Senthil Kumar: First-Line Therapy in HCC – The New Era of Choices

Senthil Kumar, Medical Oncologist at Red Hills, Chennai, posted on X:

“First-Line Therapy in HCC: The New Era of Choices.

1. IMbrave150: Atezolizumab + Bevacizumab (Atezolizumab: 1200 mg IV + Bevacizumab: 15 mg/kg IV)

• Frequency: Every 3 weeks
• Overall Survival (OS): 19.2 vs. 13.4 months (HR 0.58)
• Progression-Free Survival (PFS): 6.8 vs. 4.3 months (HR 0.59)
• Objective Response Rate (ORR): 27% vs. 12% (p<0.0001)

Pros: Significant survival advantage and improved quality of life. Dual mechanism: Bevacizumab targets VEGF, Atezolizumab blocks PD-L1.

Cons: Requires EGD screening for varices in cirrhotic patients due to bleeding risk.

2. HIMALAYA: Durvalumab + Tremelimumab (Durvalumab: 1500 mg IV + Tremelimumab: Single dose of 300 mg IV)

• Frequency: Durvalumab: Monthly; Tremelimumab: Single dose
• Overall Survival (OS): 16.4 vs. 13.8 months
• 5-Year Overall Survival (OS): 19% (Durvalumab + Tremelimumab)
• Objective Response Rate (ORR): Improved significantly with combination

Pros: Simplified dosing schedule. Well-tolerated with effective long-term outcomes.

Cons: Limited impact on PFS (no significant difference).

3. CARES-310: Camrelizumab + Rivoceranib (Camrelizumab: 200 mg IV + Rivoceranib: 250 mg oral daily)

• Frequency: Camrelizumab: Every 2 weeks; Rivoceranib: Daily
• Overall Survival (OS): 23.8 vs. 15.2 months (HR 0.64)
• Progression-Free Survival (PFS): 5.6 vs. 3.7 months
• Objective Response Rate (ORR): 26.8% vs. 5.9%

Pros: Strong OS and PFS improvements over sorafenib. Combines anti-PD1 and VEGFi for robust efficacy.

Cons: High rate of grade 3-4 adverse events (AEs), requiring close monitoring.

4. CheckMate 9DW: Ipilimumab + Nivolumab (Ipilimumab: 3 mg/kg IV + Nivolumab: 1 mg/kg IV)

• Frequency: Every 3 weeks (Ipilimumab: 4 doses only)
• Overall Survival (OS): 23.7 vs. 20.6 months (HR 0.79)
• Progression-Free Survival (PFS): Both arms 9.1 months
• Objective Response Rate (ORR): 36% vs. 13%
• Duration of Response (DoR): 30.4 vs. 12.9 months

Pros: Long-lasting responses with durable outcomes. Anti-CTLA4 and PD1 synergy offers a unique therapeutic benefit.
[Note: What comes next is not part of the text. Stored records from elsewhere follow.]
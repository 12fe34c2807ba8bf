//! Index Facade (§4.6): per-column cache/reader orchestration — `put`
//! (through the cache, triggering a flush once the cache crosses its
//! threshold), `delete` (a tombstoning write through the same path),
//! `search` (cache ∪ TFile per term, combined by a [`BoolOp`]), and
//! `rebuild` (force every column's cache and current segment through the
//! merge algorithm into a fresh version, installed atomically).

use crate::combine::combine;
use crate::config::IndexEngineOptions;
use crate::flusher::BackgroundFlusher;
use crate::merge::merge_cache_and_segment;
use fluxstore_core::{BoolOp, ColType, Error, OperType, Query, Result, Term, ValueType};
use fluxstore_indexcache::IndexCache;
use fluxstore_tfile::{ReaderCache, TFileReader, TFileWriter};
use parking_lot::Mutex;
use std::collections::{BTreeSet, HashMap};
use std::fs;
use std::path::PathBuf;
use std::sync::Arc;

struct ColumnState {
    cache: Arc<IndexCache>,
    col_type: ColType,
    version: u32,
    next_cversion: u64,
    flushing: bool,
}

/// Per-`suid` inverted-index facade over a directory of `.tfile`
/// segments plus their in-memory write buffers.
pub struct IndexFacade {
    dir: PathBuf,
    suid: i64,
    columns: Mutex<HashMap<String, ColumnState>>,
    reader_cache: Arc<ReaderCache>,
    flusher: Arc<BackgroundFlusher>,
    options: IndexEngineOptions,
}

impl IndexFacade {
    /// Open (creating if absent) the index directory for `suid`.
    pub fn open(dir: impl Into<PathBuf>, suid: i64, options: IndexEngineOptions) -> Result<Arc<Self>> {
        let dir = dir.into();
        fs::create_dir_all(&dir).map_err(|e| Error::io(&dir, e))?;
        let flusher = Arc::new(BackgroundFlusher::new(options.flusher_threads, options.flush_queue_depth));
        Ok(Arc::new(Self {
            dir,
            suid,
            columns: Mutex::new(HashMap::new()),
            reader_cache: Arc::new(ReaderCache::new()),
            flusher,
            options,
        }))
    }

    /// Stop accepting new flush jobs and join the Background Flusher's
    /// worker threads once the queue drains.
    pub fn close(&self) -> Result<()> {
        self.flusher.shutdown();
        Ok(())
    }

    /// Write one `(colName, colVal, uid, operType)` fact through the
    /// per-column cache. Triggers an asynchronous flush once the
    /// column's cache crosses its byte threshold, unless a flush for
    /// that column is already in flight.
    pub fn put(self: &Arc<Self>, term: &Term) -> Result<()> {
        let (should_flush, col_name) = {
            let mut columns = self.columns.lock();
            let state = columns.entry(term.col_name.clone()).or_insert_with(|| ColumnState {
                cache: Arc::new(IndexCache::with_flush_threshold(
                    term.col_name.clone(),
                    term.col_type,
                    0,
                    self.options.flush_threshold_bytes,
                )),
                col_type: term.col_type,
                version: 0,
                next_cversion: 1,
                flushing: false,
            });
            state.cache.put(term.col_val.clone(), term.uid, term.op_type);
            let trigger = state.cache.should_flush() && !state.flushing;
            if trigger {
                state.flushing = true;
            }
            (trigger, term.col_name.clone())
        };
        if should_flush {
            self.trigger_flush(col_name);
        }
        Ok(())
    }

    /// Tombstoning delete: a write through the cache with `operType =
    /// Del`, same path as [`Self::put`].
    pub fn delete(self: &Arc<Self>, col_name: &str, col_val: Vec<u8>, col_type: ColType, uid: u64) -> Result<()> {
        self.put(&Term {
            col_name: col_name.to_string(),
            col_type,
            col_val,
            op_type: OperType::Del,
            suid: self.suid,
            uid,
        })
    }

    /// Evaluate one term against its column's cache and installed TFile
    /// segment, returning the union of both unless the cache's collapsed
    /// result says this `colVal` is fully deleted (in which case the
    /// TFile is not consulted at all).
    fn search_one(&self, col_name: &str, query: &Query) -> Vec<u64> {
        let (cache, col_type) = {
            let columns = self.columns.lock();
            match columns.get(col_name) {
                Some(state) => (Arc::clone(&state.cache), state.col_type),
                None => return Vec::new(),
            }
        };

        let (cache_postings, value_type) = cache.search(query);
        if value_type == ValueType::Deletion {
            return cache_postings;
        }

        let mut merged: BTreeSet<u64> = cache_postings.into_iter().collect();
        if let Some(reader) = self.reader_cache.get(self.suid, col_name, col_type) {
            for (_, postings) in reader.search(query) {
                merged.extend(postings);
            }
        }
        merged.into_iter().collect()
    }

    /// Evaluate a multi-term query, combining each term's posting list
    /// with `op`.
    pub fn search(&self, terms: &[(String, Query)], op: BoolOp) -> Result<Vec<u64>> {
        let lists: Vec<Vec<u64>> = terms
            .iter()
            .map(|(col_name, query)| self.search_one(col_name, query))
            .collect();
        Ok(combine(op, &lists))
    }

    /// Evaluate a [`MultiTermQuery`](crate::MultiTermQuery).
    pub fn search_query(&self, query: &crate::MultiTermQuery) -> Result<Vec<u64>> {
        self.search(query.terms(), query.op())
    }

    /// Force every column's cache through the flush/merge algorithm
    /// immediately, bumping each to a fresh segment version.
    pub fn rebuild(&self) -> Result<()> {
        let col_names: Vec<String> = self.columns.lock().keys().cloned().collect();
        for col_name in col_names {
            self.flush_column(&col_name)?;
        }
        Ok(())
    }

    fn trigger_flush(self: &Arc<Self>, col_name: String) {
        let this = Arc::clone(self);
        let submitted = self.flusher.submit(move || {
            if let Err(err) = this.flush_column(&col_name) {
                tracing::error!(col_name = %col_name, error = %err, "flush failed, leaving prior segment in place");
                let mut columns = this.columns.lock();
                if let Some(state) = columns.get_mut(&col_name) {
                    state.flushing = false;
                }
            }
        });
        if submitted.is_err() {
            tracing::error!(col_name = %col_name, "flusher already shut down, dropping flush trigger");
        }
    }

    /// Run the §4.6 merge: swap in a fresh `Active` cache, merge the
    /// retired one against the currently-installed segment (if any),
    /// write the merged stream at `version + 1`, and install the new
    /// reader under the facade's lock.
    fn flush_column(&self, col_name: &str) -> Result<()> {
        let (old_cache, col_type, next_version) = {
            let mut columns = self.columns.lock();
            let state = columns
                .get_mut(col_name)
                .expect("flush triggered for a column with no cache registered");
            let fresh = Arc::new(IndexCache::with_flush_threshold(
                col_name.to_string(),
                state.col_type,
                state.next_cversion,
                self.options.flush_threshold_bytes,
            ));
            let old = std::mem::replace(&mut state.cache, fresh);
            old.mark_immutable();
            state.next_cversion += 1;
            (old, state.col_type, state.version + 1)
        };

        let cache_entries: Vec<_> = old_cache.iterator().collect();
        let existing_reader = self.reader_cache.get(self.suid, col_name, col_type);
        let segment_entries: Vec<(Vec<u8>, Vec<u64>)> = match &existing_reader {
            Some(reader) => reader.iter_terms().collect(),
            None => Vec::new(),
        };

        let merged = merge_cache_and_segment(cache_entries, segment_entries);

        let writer = TFileWriter::open(&self.dir, self.suid, col_name, col_type)?;
        let path = writer.put(next_version, merged, true)?;
        let new_reader = Arc::new(TFileReader::open(&path)?);
        self.reader_cache.install(new_reader);
        drop(existing_reader);
        old_cache.unref();

        let mut columns = self.columns.lock();
        if let Some(state) = columns.get_mut(col_name) {
            state.version = next_version;
            state.flushing = false;
        }
        Ok(())
    }
}

#[cfg(test)]
mod tests {
    use super::*;
    use fluxstore_core::OperType;

    fn term(col_name: &str, val: &[u8], uid: u64, op: OperType) -> Term {
        Term {
            col_name: col_name.to_string(),
            col_type: ColType::Binary,
            col_val: val.to_vec(),
            op_type: op,
            suid: 1,
            uid,
        }
    }

    #[test]
    fn put_then_must_search_finds_both_uids() {
        let dir = tempfile::tempdir().unwrap();
        let idx = IndexFacade::open(dir.path(), 1, IndexEngineOptions::default()).unwrap();
        idx.put(&term("k", b"a", 1, OperType::Add)).unwrap();
        idx.put(&term("k", b"a", 2, OperType::Add)).unwrap();
        let hits = idx
            .search(&[("k".to_string(), Query::Eq(b"a".to_vec()))], BoolOp::Must)
            .unwrap();
        assert_eq!(hits, vec![1, 2]);
    }

    #[test]
    fn delete_removes_the_uid_from_search() {
        let dir = tempfile::tempdir().unwrap();
        let idx = IndexFacade::open(dir.path(), 1, IndexEngineOptions::default()).unwrap();
        idx.put(&term("k", b"a", 1, OperType::Add)).unwrap();
        idx.put(&term("k", b"a", 2, OperType::Add)).unwrap();
        idx.delete("k", b"a".to_vec(), ColType::Binary, 1).unwrap();
        let hits = idx
            .search(&[("k".to_string(), Query::Eq(b"a".to_vec()))], BoolOp::Must)
            .unwrap();
        assert_eq!(hits, vec![2]);
    }

    #[test]
    fn rebuild_survives_into_a_fresh_segment_and_reopened_cache() {
        let dir = tempfile::tempdir().unwrap();
        let idx = IndexFacade::open(dir.path(), 1, IndexEngineOptions::default()).unwrap();
        idx.put(&term("k", b"a", 1, OperType::Add)).unwrap();
        idx.put(&term("k", b"a", 2, OperType::Add)).unwrap();
        idx.delete("k", b"a".to_vec(), ColType::Binary, 1).unwrap();
        idx.rebuild().unwrap();
        let hits = idx
            .search(&[("k".to_string(), Query::Eq(b"a".to_vec()))], BoolOp::Must)
            .unwrap();
        assert_eq!(hits, vec![2]);
    }

    #[test]
    fn two_columns_combine_with_must_and_should() {
        let dir = tempfile::tempdir().unwrap();
        let idx = IndexFacade::open(dir.path(), 1, IndexEngineOptions::default()).unwrap();
        idx.put(&term("k1", b"x", 1, OperType::Add)).unwrap();
        idx.put(&term("k1", b"x", 2, OperType::Add)).unwrap();
        idx.put(&term("k2", b"y", 2, OperType::Add)).unwrap();
        idx.put(&term("k2", b"y", 3, OperType::Add)).unwrap();

        let must = idx
            .search(
                &[
                    ("k1".to_string(), Query::Eq(b"x".to_vec())),
                    ("k2".to_string(), Query::Eq(b"y".to_vec())),
                ],
                BoolOp::Must,
            )
            .unwrap();
        assert_eq!(must, vec![2]);

        let should = idx
            .search(
                &[
                    ("k1".to_string(), Query::Eq(b"x".to_vec())),
                    ("k2".to_string(), Query::Eq(b"y".to_vec())),
                ],
                BoolOp::Should,
            )
            .unwrap();
        assert_eq!(should, vec![1, 2, 3]);
    }

    #[test]
    fn search_on_an_unknown_column_is_empty_not_an_error() {
        let dir = tempfile::tempdir().unwrap();
        let idx = IndexFacade::open(dir.path(), 1, IndexEngineOptions::default()).unwrap();
        let hits = idx
            .search(&[("missing".to_string(), Query::Eq(b"a".to_vec()))], BoolOp::Must)
            .unwrap();
        assert!(hits.is_empty());
    }

    #[test]
    fn cache_threshold_forces_a_flush_search_still_finds_the_data() {
        let dir = tempfile::tempdir().unwrap();
        let mut opts = IndexEngineOptions::default();
        opts.flush_threshold_bytes = 1;
        let idx = IndexFacade::open(dir.path(), 1, opts).unwrap();
        idx.put(&term("k", b"a", 2, OperType::Add)).unwrap();
        std::thread::sleep(std::time::Duration::from_millis(150));
        let hits = idx
            .search(&[("k".to_string(), Query::Eq(b"a".to_vec()))], BoolOp::Must)
            .unwrap();
        assert_eq!(hits, vec![2]);
        idx.close().unwrap();
    }
}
Cons: Higher incidence of immune-related adverse events (AEs).

Summary of Insights

1. Atezolizumab + Bevacizumab: A solid foundation with survival and QOL benefits, setting a standard for VEGFi + PD(L)1 combinations.
2. Durvalumab + Tremelimumab: One-dose CTLA4 boosts long-term survival, with impressive 4-year OS data.
3. Camrelizumab + Rivoceranib: Newer combo showing exceptional OS and PFS.
4. Ipilimumab + Nivolumab: Anti-CTLA4 + PD1 synergy demonstrates durable responses and long-term outcomes.

Choosing the Right Regimen

• For Patients with Varices or Bleeding Risks: Avoid Bevacizumab; consider Durvalumab + Tremelimumab or Ipilimumab + Nivolumab.
• For Aggressive Tumors with High AFP: Anti-CTLA4 combinations (e.g., Ipilimumab + Nivolumab) show promise.
• For Patients Prioritizing Oral Therapy: Camrelizumab + Rivoceranib offers strong survival data.

Future Directions

• Long-Term OS Data: Expected from newer combinations like Camrelizumab + Rivoceranib.
• Combinations with VEGFi: Can these replicate long-term survival seen with anti-CTLA4 combos?
• Biomarker Integration: Better stratification of patients using AFP, PD-L1, and immune profiling.

The HCC landscape has transformed into a multi-faceted arsenal of immunotherapy and TKI combinations. Each regimen offers unique strengths, but patient selection based on liver function, tumor biology, and comorbidities remains key.”